A Fixer Upper: Washington State Enacts Legislation to Boost its Public Option

In 2019, Washington State enacted a first-of-its-kind public option.* The publicly procured plans run by private insurers, which cap provider reimbursement rates in an attempt to reduce the cost of premiums, were offered for the first time in 2021. The inaugural year of Washington’s public option yielded underwhelming results – the plans were only available in 19 of the state’s 39 counties, and fewer than 2,000 people enrolled. And while the state-set standardized benefit designs proved popular and resulted in savings on out-of-pocket costs, public option plans were priced on average 4 percent higher than 2020 premiums.

State officials identified several barriers to the program’s success, including major hospital systems’ refusal to participate in the plan networks, the lack of state subsidies to make plans more affordable, and conservative pricing by insurers.
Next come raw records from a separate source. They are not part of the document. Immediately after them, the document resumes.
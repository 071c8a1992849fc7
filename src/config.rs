use crate::fetch::DEFAULT_SOURCE_URL;
use crate::grouping::EXCLUDED_REGION;
use crate::kdf::KdfParams;
use crate::processor::DEFAULT_PROGRESS_EVERY;
use crate::salt::PEPPER;
use anyhow::{bail, Result};
use std::path::{Path, PathBuf};

pub const DEFAULT_SOURCE_FILE: &str = "municipios.csv";
pub const DEFAULT_OUT_DIR: &str = "mun_hash_por_uf";

/// User-facing options with sensible defaults and builder chaining.
#[derive(Clone, Debug)]
pub struct HashOptions {
    pub base_dir: PathBuf,
    pub source_url: String,
    pub source_file_name: String, // local copy, relative to base_dir
    pub out_dir_name: String,     // output root, relative to base_dir
    pub kdf: KdfParams,
    pub pepper: String,
    pub excluded_region: String,
    pub progress_every: usize,    // log a partial line every N hashed records
    pub parallelism: Option<usize>, // Some(N) runs on a dedicated N-thread pool
    pub progress: bool,           // show indicatif bars per region
    pub write_buffer_bytes: usize,
}

impl Default for HashOptions {
    fn default() -> Self {
        Self {
            base_dir: PathBuf::from("."),
            source_url: DEFAULT_SOURCE_URL.to_string(),
            source_file_name: DEFAULT_SOURCE_FILE.to_string(),
            out_dir_name: DEFAULT_OUT_DIR.to_string(),
            kdf: KdfParams::default(),
            pepper: PEPPER.to_string(),
            excluded_region: EXCLUDED_REGION.to_string(),
            progress_every: DEFAULT_PROGRESS_EVERY,
            parallelism: None,
            progress: false,
            write_buffer_bytes: 256 * 1024,
        }
    }
}

impl HashOptions {
    pub fn with_base_dir(mut self, base_dir: impl AsRef<Path>) -> Self {
        self.base_dir = base_dir.as_ref().to_path_buf();
        self
    }
    pub fn with_source_url(mut self, url: impl Into<String>) -> Self {
        self.source_url = url.into();
        self
    }
    pub fn with_source_file_name(mut self, name: impl Into<String>) -> Self {
        self.source_file_name = name.into();
        self
    }
    pub fn with_out_dir_name(mut self, name: impl Into<String>) -> Self {
        self.out_dir_name = name.into();
        self
    }
    pub fn with_iterations(mut self, iterations: u32) -> Self {
        self.kdf.iterations = iterations;
        self
    }
    pub fn with_hash_bytes(mut self, bytes: usize) -> Self {
        self.kdf.output_len = bytes;
        self
    }
    pub fn with_pepper(mut self, pepper: impl Into<String>) -> Self {
        self.pepper = pepper.into();
        self
    }
    pub fn with_excluded_region(mut self, region: impl AsRef<str>) -> Self {
        self.excluded_region = region.as_ref().trim().to_uppercase();
        self
    }
    pub fn with_progress_every(mut self, n: usize) -> Self {
        self.progress_every = n;
        self
    }
    pub fn with_parallelism(mut self, threads: usize) -> Self {
        self.parallelism = Some(threads);
        self
    }
    pub fn with_progress(mut self, yes: bool) -> Self {
        self.progress = yes;
        self
    }
    pub fn with_io_write_buffer(mut self, bytes: usize) -> Self {
        self.write_buffer_bytes = bytes.max(8 * 1024);
        self
    }

    pub fn source_path(&self) -> PathBuf {
        self.base_dir.join(&self.source_file_name)
    }

    pub fn out_dir(&self) -> PathBuf {
        self.base_dir.join(&self.out_dir_name)
    }

    /// Checked once before fetching or parsing anything.
    pub fn validate(&self) -> Result<()> {
        self.kdf.validate()?;
        if self.progress_every == 0 {
            bail!("progress_every must be at least 1");
        }
        if self.source_file_name.trim().is_empty() {
            bail!("source file name must not be empty");
        }
        if self.out_dir_name.trim().is_empty() {
            bail!("output directory name must not be empty");
        }
        Ok(())
    }
}
mod ops;
mod util;

use alloc::vec;
use alloc::vec::Vec;
use core::ops::{Index, IndexMut};

use crate::traits::{MatrixMut, MatrixRef, Scalar};

/// Dynamically-sized heap-allocated matrix.
///
/// Column-major `Vec<T>` storage with dimensions set at runtime. Parameter
/// vectors, residual blocks and Jacobians are all `DynMatrix` values; a
/// column vector is simply an `n x 1` matrix (see [`DynMatrix::column`]).
///
/// Implements [`MatrixRef`] and [`MatrixMut`], so the factorization free
/// functions in [`crate::linalg`] work on it directly.
///
/// # Examples
///
/// ```
/// use nlsq::DynMatrix;
///
/// let a = DynMatrix::from_rows(2, 2, &[1.0_f64, 2.0, 3.0, 4.0]);
/// assert_eq!(a[(0, 1)], 2.0);
/// assert_eq!(a.nrows(), 2);
///
/// let theta = DynMatrix::column(&[0.5_f64, -1.0]);
/// assert!(theta.is_column());
/// assert_eq!(theta[1], -1.0);
/// ```
#[derive(Debug, Clone, PartialEq)]
pub struct DynMatrix<T> {
    data: Vec<T>,
    nrows: usize,
    ncols: usize,
}

// ── Constructors ────────────────────────────────────────────────────

impl<T: Scalar> DynMatrix<T> {
    /// Create an `nrows x ncols` matrix of zeros.
    ///
    /// ```
    /// use nlsq::DynMatrix;
    /// let m = DynMatrix::<f64>::zeros(2, 3);
    /// assert_eq!(m.ncols(), 3);
    /// assert_eq!(m[(1, 2)], 0.0);
    /// ```
    pub fn zeros(nrows: usize, ncols: usize) -> Self {
        Self::fill(nrows, ncols, T::zero())
    }

    /// Create a matrix filled with a given value.
    pub fn fill(nrows: usize, ncols: usize, value: T) -> Self {
        Self {
            data: vec![value; nrows * ncols],
            nrows,
            ncols,
        }
    }

    /// Create an `n x n` identity matrix.
    pub fn eye(n: usize) -> Self {
        let mut m = Self::zeros(n, n);
        for i in 0..n {
            m[(i, i)] = T::one();
        }
        m
    }

    /// Create an `n x 1` column vector from a slice.
    pub fn column(values: &[T]) -> Self {
        Self {
            data: values.to_vec(),
            nrows: values.len(),
            ncols: 1,
        }
    }

    /// Create a matrix from a flat slice in row-major order.
    ///
    /// ```
    /// use nlsq::DynMatrix;
    /// let m = DynMatrix::from_rows(2, 3, &[1.0, 2.0, 3.0, 4.0, 5.0, 6.0]);
    /// assert_eq!(m[(0, 2)], 3.0);
    /// assert_eq!(m[(1, 0)], 4.0);
    /// ```
    pub fn from_rows(nrows: usize, ncols: usize, row_major: &[T]) -> Self {
        assert_eq!(
            row_major.len(),
            nrows * ncols,
            "slice length {} does not match {}x{} matrix",
            row_major.len(),
            nrows,
            ncols,
        );
        let mut data = vec![T::zero(); nrows * ncols];
        for i in 0..nrows {
            for j in 0..ncols {
                data[j * nrows + i] = row_major[i * ncols + j];
            }
        }
        Self { data, nrows, ncols }
    }

    /// Create a matrix from an owned `Vec<T>` in column-major order.
    pub fn from_vec(nrows: usize, ncols: usize, data: Vec<T>) -> Self {
        assert_eq!(
            data.len(),
            nrows * ncols,
            "vec length {} does not match {}x{} matrix",
            data.len(),
            nrows,
            ncols,
        );
        Self { data, nrows, ncols }
    }
}

impl<T> DynMatrix<T> {
    /// Number of rows.
    #[inline]
    pub fn nrows(&self) -> usize {
        self.nrows
    }

    /// Number of columns.
    #[inline]
    pub fn ncols(&self) -> usize {
        self.ncols
    }

    /// Whether the matrix is square.
    #[inline]
    pub fn is_square(&self) -> bool {
        self.nrows == self.ncols
    }

    /// Whether the matrix has exactly one column.
    #[inline]
    pub fn is_column(&self) -> bool {
        self.ncols == 1
    }

    /// Flat column-major view of the elements.
    #[inline]
    pub fn as_slice(&self) -> &[T] {
        &self.data
    }

    /// Create a matrix by calling `f(row, col)` for each element.
    pub fn from_fn(nrows: usize, ncols: usize, f: impl Fn(usize, usize) -> T) -> Self {
        let mut data = Vec::with_capacity(nrows * ncols);
        for j in 0..ncols {
            for i in 0..nrows {
                data.push(f(i, j));
            }
        }
        Self { data, nrows, ncols }
    }
}

// ── MatrixRef / MatrixMut ───────────────────────────────────────────

impl<T> MatrixRef<T> for DynMatrix<T> {
    #[inline]
    fn nrows(&self) -> usize {
        self.nrows
    }

    #[inline]
    fn ncols(&self) -> usize {
        self.ncols
    }

    #[inline]
    fn get(&self, row: usize, col: usize) -> &T {
        &self.data[col * self.nrows + row]
    }

    #[inline]
    fn col_as_slice(&self, col: usize, row_start: usize) -> &[T] {
        let start = col * self.nrows + row_start;
        let end = col * self.nrows + self.nrows;
        &self.data[start..end]
    }
}

impl<T> MatrixMut<T> for DynMatrix<T> {
    #[inline]
    fn get_mut(&mut self, row: usize, col: usize) -> &mut T {
        &mut self.data[col * self.nrows + row]
    }

    #[inline]
    fn col_as_mut_slice(&mut self, col: usize, row_start: usize) -> &mut [T] {
        let start = col * self.nrows + row_start;
        let end = col * self.nrows + self.nrows;
        &mut self.data[start..end]
    }
}

// ── Index ───────────────────────────────────────────────────────────

impl<T> Index<(usize, usize)> for DynMatrix<T> {
    type Output = T;

    #[inline]
    fn index(&self, (row, col): (usize, usize)) -> &T {
        &self.data[col * self.nrows + row]
    }
}

impl<T> IndexMut<(usize, usize)> for DynMatrix<T> {
    #[inline]
    fn index_mut(&mut self, (row, col): (usize, usize)) -> &mut T {
        &mut self.data[col * self.nrows + row]
    }
}

/// Linear (column-major) indexing; for column vectors this is the element index.
impl<T> Index<usize> for DynMatrix<T> {
    type Output = T;

    #[inline]
    fn index(&self, i: usize) -> &T {
        &self.data[i]
    }
}

impl<T> IndexMut<usize> for DynMatrix<T> {
    #[inline]
    fn index_mut(&mut self, i: usize) -> &mut T {
        &mut self.data[i]
    }
}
To address some of these shortcomings, Washington enacted legislation this year to bolster the state’s public option and standard plan offerings.

What’s in the New Bill?

Tie-in Requirement for Hospital Participation

To incentivize hospitals to participate in public option plan networks, the new law requires them to contract with public option plans in certain situations. Starting in Plan Year 2022, if there are counties with no public option plans available, in subsequent plan years state-licensed hospitals that receive payments from the statewide school and public employee benefit pools or Medicaid, upon an offer, must contract with at least one public option plan to provide in-network services to enrollees. This “tie-in” requirement, which exempts hospitals owned and operated by a health maintenance organization, such as Kaiser Permanente-owned hospitals, received fierce opposition from the state hospital association, which asked Governor Jay Inslee to veto the provision. The hospital participation requirement, should it be needed, aims to help insurers build networks so the plans are available across the state.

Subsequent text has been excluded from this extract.